Его задевало то обстоятельство, что Леоне, хоть и не по своей воле, пришлось стать любовницей многих дворцовых щеголей, которые теперь ухмылялись за его спиной. Фрейлины его величества не имели права отказывать никому из дворян. Собственно, институт фрейлин представлял собой высококлассный бордель, приносивший казне немалый доход. За право посещений апартаментов, в которых обитали фрейлины, полагалось вносить в казну изрядную сумму в виде добровольных пожертвований, и большинство дворян охотно на это шли. Подобное поведение не только не считалось зазорным, но, наоборот, всячески приветствовалось даже женами придворных, поскольку в значительной мере освобождало от условностей их самих.
Танаев собирался прикрыть эту лавочку, но не спешил с этим, опасаясь вызвать волну недовольства среди нужных ему для подготовки армии дворян.
Большинство из этих хлыщей, сотрудничавших с бывшим канцлером, он вышвырнул из дворца. Но некоторые все же остались — по той причине, что Танаев не считал возможным губить карьеру человека только из-за личной неприязни, не подкрепленной объективными фактами деятельности во вред государственным интересам.
Откладывать дальше встречу с Леоной становилось неприлично, и Танаев велел подать свою «деловую», не украшенную роскошными канцлерскими гербами карету. Вообще-то он предпочитал ездить верхом, но по городу вынужден был передвигаться в закрытой карете, чтобы не привлекать излишнего внимания столичных зевак.
Когда мажордом доложил о том, что карета подана, вмешалась ее величество Судьба, не давшая Танаеву выехать. К крыльцу подбежал посыльный и, еще не успев подняться по ступеням, закричал:
— Едут! Они едут!
— Кто едет? Говори толком!
— Монахи едут! Большой отряд входит в западные ворота!
Пришлось отложить поездку по личным делам и отправиться на встречу с валамцами, которую Танаев с таким нетерпением ждал уже второй месяц.
На площади за западными воротами стройными рядами выстроились всадники в черных рясах и капюшонах, почти полностью скрывавших их лица.

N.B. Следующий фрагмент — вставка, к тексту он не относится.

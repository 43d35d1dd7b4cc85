//! HTTP integration tests for the prediction endpoint
//!
//! Tests verify:
//! 1. POST /predict returns 200 with a predicted bill for a valid request
//! 2. Every failure returns 500 with {success: false, error}
//! 3. Cross-origin requests are allowed from any origin
//! 4. Only POST is routed
//! 5. An oversized body gets the same failure shape
//!
//! Each test starts the real router on an ephemeral local port, backed by
//! the fixture artifacts, and talks to it with a blocking HTTP client.
//!
//! Run with: cargo test --test http_integration

use std::net::SocketAddr;
use std::path::Path;
use std::sync::mpsc;
use std::sync::Arc;
use std::thread;

use energy_bill_service::artifacts::ArtifactStore;
use energy_bill_service::model::PredictionResponse;
use energy_bill_service::server::{self, AppState};
use serde_json::json;

// ---------------------------------------------------------------------------
// Test Helpers
// ---------------------------------------------------------------------------

/// Starts the service on its own runtime thread and returns its address.
///
/// The server lives until the test process exits.
fn start_server() -> SocketAddr {
    let fixtures = Path::new(env!("CARGO_MANIFEST_DIR")).join("tests/fixtures");
    let store = ArtifactStore::load(
        &fixtures.join("energy_bill_model.json"),
        &fixtures.join("scaler.json"),
    )
    .expect("fixture artifacts should load");

    let (tx, rx) = mpsc::channel();
    thread::spawn(move || {
        let runtime = tokio::runtime::Builder::new_multi_thread()
            .worker_threads(2)
            .enable_all()
            .build()
            .expect("Failed to build runtime");
        runtime.block_on(async move {
            let listener = tokio::net::TcpListener::bind("127.0.0.1:0")
                .await
                .expect("Failed to bind ephemeral port");
            tx.send(listener.local_addr().unwrap()).unwrap();
            let state = AppState::new(Arc::new(store));
            server::run(listener, state, std::future::pending()).await.unwrap();
        });
    });

    rx.recv().expect("server failed to start")
}

fn client() -> reqwest::blocking::Client {
    reqwest::blocking::Client::builder()
        .timeout(std::time::Duration::from_secs(10))
        .build()
        .unwrap()
}

// ---------------------------------------------------------------------------
// Tests
// ---------------------------------------------------------------------------

#[test]
fn test_predict_success() {
    let addr = start_server();
    let response = client()
        .post(format!("http://{}/predict", addr))
        .json(&json!({"home_size": 1500, "num_appliances": 8, "month": 3}))
        .send()
        .unwrap();

    assert_eq!(response.status(), reqwest::StatusCode::OK);
    let body: PredictionResponse = response.json().unwrap();
    assert!(body.success);
    assert!(body.predicted_bill.unwrap().is_finite());
    assert!(body.error.is_none());
}

#[test]
fn test_predict_failures_are_500() {
    let addr = start_server();
    let url = format!("http://{}/predict", addr);
    let http = client();

    let bodies = [
        json!({"num_appliances": 8, "month": 3}),
        json!({"home_size": 1500, "num_appliances": 8, "month": "march"}),
        json!([1500, 8, 3]),
    ];
    for body in &bodies {
        let response = http.post(&url).json(body).send().unwrap();
        assert_eq!(response.status(), reqwest::StatusCode::INTERNAL_SERVER_ERROR, "{}", body);
        let parsed: PredictionResponse = response.json().unwrap();
        assert!(!parsed.success);
        assert!(parsed.error.is_some());
    }

    // Not JSON at all, and no content type: same uniform failure shape
    let response = http.post(&url).body("home_size=1500").send().unwrap();
    assert_eq!(response.status(), reqwest::StatusCode::INTERNAL_SERVER_ERROR);
    let parsed: PredictionResponse = response.json().unwrap();
    assert!(!parsed.success);
}

#[test]
fn test_oversized_body_keeps_failure_shape() {
    let addr = start_server();
    let padding = "x".repeat(server::MAX_BODY_BYTES * 2);
    let response = client()
        .post(format!("http://{}/predict", addr))
        .json(&json!({"home_size": 1500, "num_appliances": 8, "month": 3, "notes": padding}))
        .send()
        .unwrap();

    assert_eq!(response.status(), reqwest::StatusCode::INTERNAL_SERVER_ERROR);
    let parsed: PredictionResponse = response.json().unwrap();
    assert!(!parsed.success);
    let error = parsed.error.unwrap();
    assert!(error.starts_with("Invalid request body"), "{}", error);
}

#[test]
fn test_cors_allows_any_origin() {
    let addr = start_server();
    let url = format!("http://{}/predict", addr);
    let http = client();

    let response = http
        .post(&url)
        .header("Origin", "http://localhost:5173")
        .json(&json!({"home_size": 1500, "num_appliances": 8, "month": 3}))
        .send()
        .unwrap();
    assert_eq!(
        response
            .headers()
            .get("access-control-allow-origin")
            .and_then(|v| v.to_str().ok()),
        Some("*")
    );

    // Browser preflight for a JSON POST
    let preflight = http
        .request(reqwest::Method::OPTIONS, &url)
        .header("Origin", "http://example.com")
        .header("Access-Control-Request-Method", "POST")
        .header("Access-Control-Request-Headers", "content-type")
        .send()
        .unwrap();
    assert!(preflight.status().is_success());
    assert!(preflight.headers().contains_key("access-control-allow-methods"));
}

#[test]
fn test_only_post_is_routed() {
    let addr = start_server();
    let http = client();

    let get = http.get(format!("http://{}/predict", addr)).send().unwrap();
    assert_eq!(get.status(), reqwest::StatusCode::METHOD_NOT_ALLOWED);

    let other = http.post(format!("http://{}/forecast", addr)).send().unwrap();
    assert_eq!(other.status(), reqwest::StatusCode::NOT_FOUND);
}
use std::error::Error;

use energy_bill_service::config::ServiceConfig;
use energy_bill_service::logging::{self, Component, LogLevel};
use energy_bill_service::server;

#[tokio::main]
async fn main() -> Result<(), Box<dyn Error>> {
    let config = match ServiceConfig::load() {
        Ok(config) => config,
        Err(e) => {
            // Logger is not initialised yet.
            eprintln!("   ✗ CONFIG: {}", e);
            return Err(e.into());
        }
    };

    let level = config.log_level().unwrap_or(LogLevel::Info);
    logging::init_logger(level, config.log_file.as_deref(), config.console_timestamps);
    logging::info(Component::Config, None, &format!("configuration from {}", config.origin));

    server::start(&config, server::shutdown_signal()).await?;
    logging::info(Component::System, None, "stopped");
    Ok(())
}
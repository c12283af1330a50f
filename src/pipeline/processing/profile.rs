use chrono::Utc;
use rusqlite::{params, Connection, OptionalExtension, Row};
use sha2::{Digest, Sha256};
use std::collections::BTreeSet;
use tracing::info;

use crate::error::Result;
use crate::storage::{decode_json, parse_timestamp};
use crate::types::Profile;

/// The identity of an input shape: the sorted, de-duplicated column names and their digest
#[derive(Debug, Clone, PartialEq, Eq)]
pub struct ProfileKey {
    pub hash: String,
    pub json_keys: Vec<String>,
}

impl ProfileKey {
    /// Build the key for a set of column names. Order and repetition do not matter.
    /// Returns `None` for an empty key set, which gets no profile.
    pub fn from_keys<I, S>(keys: I) -> Option<Self>
    where
        I: IntoIterator<Item = S>,
        S: Into<String>,
    {
        let json_keys: Vec<String> = keys
            .into_iter()
            .map(Into::into)
            .collect::<BTreeSet<_>>()
            .into_iter()
            .collect();

        if json_keys.is_empty() {
            return None;
        }

        Some(Self {
            hash: profile_hash(&json_keys),
            json_keys,
        })
    }
}

/// Stable digest of an already sorted key list
pub fn profile_hash(sorted_keys: &[String]) -> String {
    // JSON encoding keeps keys containing separators unambiguous
    let canonical = serde_json::to_string(sorted_keys).unwrap_or_default();
    let mut hasher = Sha256::new();
    hasher.update(canonical.as_bytes());
    hex::encode(hasher.finalize())
}

/// Profile lookups and assignment over a store connection (or an open transaction).
///
/// `assign` is a plain read-then-write: two writers racing on the same new
/// hash could both try to insert it. Loads are single-writer, so this is not
/// guarded further; the UNIQUE constraint on `profile_hash` turns the race
/// into a failed file load rather than a duplicate profile.
pub struct ProfileRegistry<'c> {
    conn: &'c Connection,
}

impl<'c> ProfileRegistry<'c> {
    pub fn new(conn: &'c Connection) -> Self {
        Self { conn }
    }

    /// Find or create the profile for `json_keys`, counting one more contact against it
    pub fn assign(&self, json_keys: &[String]) -> Result<Option<i64>> {
        let Some(key) = ProfileKey::from_keys(json_keys.iter().cloned()) else {
            return Ok(None);
        };

        if let Some(profile_id) = self.get_by_hash(&key.hash)?.map(|p| p.id) {
            self.conn.execute(
                "UPDATE contact_profiles SET contact_count = contact_count + 1 WHERE id = ?1",
                params![profile_id],
            )?;
            return Ok(Some(profile_id));
        }

        self.conn.execute(
            "INSERT INTO contact_profiles (profile_hash, json_keys, contact_count, created_at)
             VALUES (?1, ?2, 1, ?3)",
            params![
                key.hash,
                serde_json::to_string(&key.json_keys)?,
                Utc::now().to_rfc3339()
            ],
        )?;
        let profile_id = self.conn.last_insert_rowid();
        info!("Created new profile_id: {} for hash: {}", profile_id, key.hash);
        Ok(Some(profile_id))
    }

    pub fn get_by_hash(&self, hash: &str) -> Result<Option<Profile>> {
        let profile = self
            .conn
            .query_row(
                "SELECT id, profile_hash, json_keys, contact_count, created_at
                 FROM contact_profiles WHERE profile_hash = ?1",
                params![hash],
                map_profile,
            )
            .optional()?;
        Ok(profile)
    }

    /// All profiles, most used first
    pub fn list(&self) -> Result<Vec<Profile>> {
        let mut stmt = self.conn.prepare(
            "SELECT id, profile_hash, json_keys, contact_count, created_at
             FROM contact_profiles ORDER BY contact_count DESC, id ASC",
        )?;
        let profiles = stmt
            .query_map([], map_profile)?
            .collect::<rusqlite::Result<Vec<_>>>()?;
        Ok(profiles)
    }
}

fn map_profile(row: &Row<'_>) -> rusqlite::Result<Profile> {
    Ok(Profile {
        id: row.get(0)?,
        profile_hash: row.get(1)?,
        json_keys: decode_json(row.get::<_, String>(2)?)?,
        contact_count: row.get(3)?,
        created_at: parse_timestamp(row.get::<_, String>(4)?)?,
    })
}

Лишь у командира с большим серебряным крестом на рясе капюшон был откинут. Танаев сразу же узнал в нем Альтера, обязанного ему спасением из плена. Это была хорошая новость. Альтер далеко продвинулся в монастырской иерархии за то время, что они не виделись, если ему доверили такую ответственную миссию.
Танаев был уверен, что договориться по всем сложным вопросам взаимодействия с этим человеком ему будет нетрудно.
Вновь прибывших разместили в имперских казармах, благо места там было более чем достаточно. Потери на пограничных заставах и дезертирство уменьшали численность имперской армии с катастрофической быстротой, и Танаеву никак не удавалось замедлить этот процесс. Боеспособность регулярных имперских частей оставалась весьма сомнительной, и Танаев все настойчивей добивался перевода под свое начало императорской гвардии — единственного по-настоящему боеспособного соединения, но император сопротивлялся этому с завидным упорством, и пока что сдвинуть с места эту проблему у Танаева не получалось.